Do you think Q4 is a reasonable timeframe? Or should it be Q1?

@TBolliger It's hard to commit to Q4 from the research perspective as we may not be able to make it. It really depends on how the research goes (and I know this is deeply uncertain:/). You can call it out in Q4 goals as a stretch goal, or leave it out for Q1, and if you get to do it in Q4, we can still report it. Does this work for your workflow?

OK, we'll drop it for Q4. If things get way ahead of schedule we can still work on it :)

Sounds good, @TBolliger . :)

TBolliger closed this task as Declined.Jan 30 2019, 11:00 PM
leila reopened this task as Open.EditedMar 28 2019, 8:41 PM

Update time. I have sent the following status update and recommendation for next steps email to a few folks. Putting it here as well for visibility for others.

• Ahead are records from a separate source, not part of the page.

//! Error types for the edgequake-docextract library.
//!
//! Three error types reflect three distinct failure modes:
//!
//! * [`DocExtractError`] — **Fatal**: extraction cannot start or finish at
//!   all (bad input file, model not selected, unwritable output). Returned as
//!   `Err(DocExtractError)` from the top-level `extract*` functions.
//!
//! * [`StrategyError`] — **Non-fatal**: one extraction strategy failed for one
//!   chunk (transport error, timeout, out-of-memory, unparsable reply). The
//!   dispatcher records it and moves on to the next strategy, ending with the
//!   deterministic one that cannot fail.
//!
//! * [`BackendError`] — a model backend call failed. Always wrapped into a
//!   [`StrategyError`] before it reaches the dispatcher.

use serde::{Deserialize, Serialize};
use std::path::PathBuf;
use thiserror::Error;

/// All fatal errors returned by the edgequake-docextract library.
///
/// Strategy-level failures use [`StrategyError`] and are absorbed by the
/// fallback cascade rather than propagated here.
#[derive(Debug, Error)]
pub enum DocExtractError {
    // ── Input errors ──────────────────────────────────────────────────────
    /// Input file was not found at the given path.
    #[error("Input file not found: '{path}'\nCheck the path exists and is readable.")]
    FileNotFound { path: PathBuf },

    /// Process does not have read permission on the file.
    #[error("Permission denied reading '{path}'\nTry: chmod +r {path:?}")]
    PermissionDenied { path: PathBuf },

    /// The input string is not a valid file path or URL.
    #[error("Invalid input '{input}': not a file path or a valid HTTP/HTTPS URL")]
    InvalidInput { input: String },

    /// HTTP URL was syntactically valid but download failed.
    #[error("Failed to download '{url}': {reason}\nCheck your internet connection.")]
    DownloadFailed { url: String, reason: String },

    /// Download exceeded the configured timeout.
    #[error("Download timed out after {secs}s for '{url}'\nIncrease --download-timeout.")]
    DownloadTimeout { url: String, secs: u64 },

    /// The file was read but is not a valid source-document JSON.
    #[error("'{source_name}' is not a valid source document: {detail}\nExpected JSON with a \"pages\" array.")]
    InvalidDocument { source_name: String, detail: String },

    // ── Configuration errors ──────────────────────────────────────────────
    /// A model-requiring strategy was configured but no model was selected.
    #[error("Strategy '{strategy}' requires a model but none is selected.\nPass --model <NAME> or set EDGEQUAKE_MODEL.")]
    ModelNotSelected { strategy: String },

    /// Model strategies are configured but no backend could be resolved.
    #[error("Model backend '{provider}' is not configured.\n{hint}")]
    ProviderNotConfigured { provider: String, hint: String },

    /// Builder validation failed.
    #[error("Invalid configuration: {0}")]
    InvalidConfig(String),

    // ── I/O errors ────────────────────────────────────────────────────────
    /// Could not create or write the output JSON file.
    #[error("Failed to write output file '{path}': {source}")]
    OutputWriteFailed {
        path: PathBuf,
        #[source]
        source: std::io::Error,
    },

    // ── Run control ───────────────────────────────────────────────────────
    /// The run was cancelled before every chunk was analyzed.
    #[error("Extraction cancelled after {completed} of {total} chunk(s)")]
    Cancelled { completed: usize, total: usize },

    // ── Catch-all ─────────────────────────────────────────────────────────
    /// Unexpected internal error.
    #[error("Internal error: {0}")]
    Internal(String),
}

/// A failed call to a model backend.
#[derive(Debug, Clone, Error, Serialize, Deserialize)]
pub enum BackendError {
    /// Non-2xx HTTP status.
    #[error("HTTP {status}: {body}")]
    Http { status: u16, body: String },

    /// The request did not complete in time.
    #[error("request timed out after {secs}s")]
    Timeout { secs: u64 },

    /// Connection refused, DNS failure, reset, ...
    #[error("network error: {0}")]
    Network(String),

    /// The backend does not offer this capability (upload, raw file, ...).
    #[error("backend does not support {capability}")]
    Unsupported { capability: String },

    /// 2xx reply whose body could not be understood.
    #[error("invalid response: {0}")]
    InvalidResponse(String),
}

impl BackendError {
    /// Whether a retry of the same request could plausibly succeed.
    pub fn is_transient(&self) -> bool {
        match self {
            BackendError::Http { status, .. } => matches!(status, 408 | 429 | 502 | 503 | 504),
            BackendError::Network(_) => true,
            BackendError::Timeout { .. }
            | BackendError::Unsupported { .. }
            | BackendError::InvalidResponse(_) => false,
        }
    }
}

/// A non-fatal failure of one strategy on one chunk.
///
/// Recorded by the dispatcher, emitted as a progress event, and folded into
/// the `source` field of the result that eventually succeeds.
#[derive(Debug, Clone, Error, Serialize, Deserialize)]
pub enum StrategyError {
    /// The backend call failed after retries.
    #[error("backend call failed: {0}")]
    Backend(#[from] BackendError),

    /// The backend reported memory exhaustion.
    #[error("backend ran out of memory: {detail}")]
    OutOfMemory { detail: String },

    /// No structured record could be recovered from the reply.
    #[error("unparsable model response: {preview}")]
    Unparsable { preview: String },

    /// The strategy needs input the document does not carry (images, file).
    #[error("missing input: {what}")]
    MissingInput { what: String },

    /// The strategy attempt exceeded `chunk_timeout_secs`.
    #[error("timed out after {secs}s")]
    Timeout { secs: u64 },
}

impl StrategyError {
    /// Short machine-readable tag used in `source = "fallback:<reason>"`.
    pub fn reason(&self) -> &'static str {
        match self {
            StrategyError::Backend(BackendError::Http { .. }) => "http",
            StrategyError::Backend(BackendError::Timeout { .. }) => "timeout",
            StrategyError::Backend(BackendError::Network(_)) => "network",
            StrategyError::Backend(BackendError::Unsupported { .. }) => "unsupported",
            StrategyError::Backend(BackendError::InvalidResponse(_)) => "invalid-response",
            StrategyError::OutOfMemory { .. } => "oom",
            StrategyError::Unparsable { .. } => "unparsable",
            StrategyError::MissingInput { .. } => "missing-input",
            StrategyError::Timeout { .. } => "timeout",
        }
    }

    pub fn is_oom(&self) -> bool {
        matches!(self, StrategyError::OutOfMemory { .. })
    }
}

Summary: we have a feature-based model based on public edit logs that
can predict whether two usernames are the same with performance of
~65%. We will talk with checkusers through Trust and Safety to see how
we can move forward in implementation and also see if they're
interested for the model to include features based on private data
which can enhance model performance.

Longer version:

  • The focus of the work has been on working with public edit data only. Access to private data can most probably improve the results as, for example, we will be able to tell whether the IP address or userAgent of two accounts are the same. We intentionally decided to start with public data only.
  • Using only public edit data: we have two models. A simple feature-based model that can be easily scaled (~65% performance), and a deep learning model which is much more resource intensive (~73% performance). The feature based model is not great in terms of performance but is better than random (50% performance) and it can be a good starting point as it's simple and can be scaled. We expect that adding private data to that (if checkusers are interested), enhances performance significantly.
  • What we're currently predicting is the probability that two usernames are the same. We can extend the model to: for a given username x, give me a ranked list of all usernames that are predicted to be the same as username x (with some condition to make the search space for pairs smaller, otherwise you have x and millions of usernames to check against and compute probabilities for which is not scalable).

Recommendation: we work with checkusers to implement the feature based model for them considering their workflows. We then add the private data to the model as a set of features if checkusers are interested.

I'll follow up with Trust and Safety about this now as I will need to talk about this with checkusers to see what they think is the best way to move forward.